David Roundy droundy at darcs.net
Thu Jul 28 12:17:50 UTC 2005


On Mon, Jun 13, 2005 at 11:06:36AM +0000, Felix Breuer wrote:
> On Mon, 13 Jun 2005 08:30:30 -0400
> David Roundy <droundy at darcs.net> wrote:
> 
> > Alas, I *can* help explain the scenario.  What you've run into is the
> > infamous O(2^N) behavior of darcs when it encounters certain sorts of
> > conflicts. The code should eventually complete, but it's possible that our
> > sun will become a red giant before that happens (which would most likely
> > cause darcs to fail).  :(
> 
> Will that problem (hopefully) solve itself when you have developed this
> new formalism?
> 
> Any way we can help solving this issue? Or can it only be explained to
> someone who is up to his neck in patch theory? (I only read the chapter
> in the manual :)

There's a darcs-conflicts list which I created for discussion of the issue.
A few months back we had quite a bit of traffic discussion possibilities,
but recently the list has been mostly silent (and I've been working alone
on this).  I like to think that this is largely because I now know what I'm
doing, and just need to do it.

The new formalism won't eliminate all exponential difficulties, but should
eliminate them when there are only two threads of history being merged,
which I believe is the most common case.  And I *think* that it'll only be
exponential in the number of parallel conflicting histories, which is much
better than the current situation, which is exponential in the number of
conflicting patches.

Another major improvement (should the new formalism work as expected--it's
not complete) would be the elimination of merger-related "bug in
reconcile_unwindings"

(see http://bugs.darcs.net//Ticket/Display.html?id=267).

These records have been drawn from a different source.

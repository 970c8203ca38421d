//! The particle script document model

use cinder_core::{Vec2, Vec3};
use cinder_particles::{Affector, Emitter};
use std::fmt;

macro_rules! script_enum {
    ($(#[$meta:meta])* $name:ident { $($variant:ident => $text:literal),+ $(,)? }) => {
        $(#[$meta])*
        #[derive(Debug, Clone, Copy, PartialEq, Eq, Hash)]
        pub enum $name {
            $($variant),+
        }

        impl $name {
            pub const ALL: &'static [$name] = &[$($name::$variant),+];

            /// Case-insensitive match against the script spelling
            pub fn parse(value: &str) -> Option<Self> {
                Self::ALL
                    .iter()
                    .copied()
                    .find(|v| v.as_str().eq_ignore_ascii_case(value))
            }

            pub fn as_str(&self) -> &'static str {
                match self {
                    $($name::$variant => $text),+
                }
            }
        }

        impl fmt::Display for $name {
            fn fmt(&self, f: &mut fmt::Formatter<'_>) -> fmt::Result {
                f.write_str(self.as_str())
            }
        }
    };
}

script_enum!(
    /// How particle quads face the camera
    BillboardType {
        Point => "point",
        OrientedCommon => "oriented_common",
        OrientedSelf => "oriented_self",
        PerpendicularCommon => "perpendicular_common",
        PerpendicularSelf => "perpendicular_self",
    }
);

script_enum!(
    /// Anchor of the quad relative to the particle position
    BillboardOrigin {
        TopLeft => "top_left",
        TopCenter => "top_center",
        TopRight => "top_right",
        CenterLeft => "center_left",
        Center => "center",
        CenterRight => "center_right",
        BottomLeft => "bottom_left",
        BottomCenter => "bottom_center",
        BottomRight => "bottom_right",
    }
);

script_enum!(
    BillboardRotation {
        Vertex => "vertex",
        Texcoord => "texcoord",
    }
);

script_enum!(
    /// How a mesh emitter derives particle direction from surface normals
    DirectionType {
        Normal => "normal",
        NormalNegate => "normalnegate",
        Random => "random",
        RandomNegate => "randomnegate",
    }
);

/// One named particle system
#[derive(Debug, Clone, PartialEq)]
pub struct ParticleScript {
    pub name: String,
    /// Maximum live particles
    pub quota: i32,
    pub particle_size: Vec2,
    pub material_name: Option<String>,
    pub texture: Option<String>,
    pub sorted: bool,
    pub cull_each: bool,
    pub local_space: bool,
    pub iteration_interval: f32,
    pub nonvisible_update_timeout: f32,
    pub billboard_type: BillboardType,
    pub billboard_origin: BillboardOrigin,
    pub billboard_rotation: BillboardRotation,
    pub common_direction: Vec3,
    pub common_up_vector: Vec3,
    pub point_rendering: bool,
    pub accurate_facing: bool,
    pub direction_type: DirectionType,
    pub emitters: Vec<Emitter>,
    pub affectors: Vec<Affector>,
}

impl ParticleScript {
    pub fn new(name: impl Into<String>) -> Self {
        Self {
            name: name.into(),
            quota: 10,
            particle_size: Vec2::new(100.0, 100.0),
            material_name: None,
            texture: None,
            sorted: false,
            cull_each: false,
            local_space: false,
            iteration_interval: 0.0,
            nonvisible_update_timeout: 0.0,
            billboard_type: BillboardType::Point,
            billboard_origin: BillboardOrigin::Center,
            billboard_rotation: BillboardRotation::Texcoord,
            common_direction: Vec3::UNIT_Z,
            common_up_vector: Vec3::UNIT_Y,
            point_rendering: false,
            accurate_facing: false,
            direction_type: DirectionType::Normal,
            emitters: Vec::new(),
            affectors: Vec::new(),
        }
    }

    pub fn add_emitter(&mut self, emitter: Emitter) -> &mut Emitter {
        self.emitters.push(emitter);
        let last = self.emitters.len() - 1;
        &mut self.emitters[last]
    }

    pub fn add_affector(&mut self, affector: Affector) -> &mut Affector {
        self.affectors.push(affector);
        let last = self.affectors.len() - 1;
        &mut self.affectors[last]
    }
}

> > I am in the process of working out a new formalism for handling conflicts,
> > but it'll be a while before it's finished.  On the plus side, I *am* making
> > progress, and have a nice framework for generating test scenarios upon
> > which to test my merge and commute code.
> 
> When you have worked it out and if you have time to spare, please write
> a bit on this formalism in the "Theory of Patches" chapter. I am
> curious!

I'll definitely do so when the code is finished.  Until then, you can get
occasional updates on the darcs-conflicts mailing list, and could ask
questions there.

Jason wrote:
> David, have you ever checked if you're solving an NP-Complete problem
> with your conflict code?  I'm hoping the answer is that someone has
> checked and that this problem should indeed have a polynomial time
> algorithm, but I thought I'd ask anyway ;)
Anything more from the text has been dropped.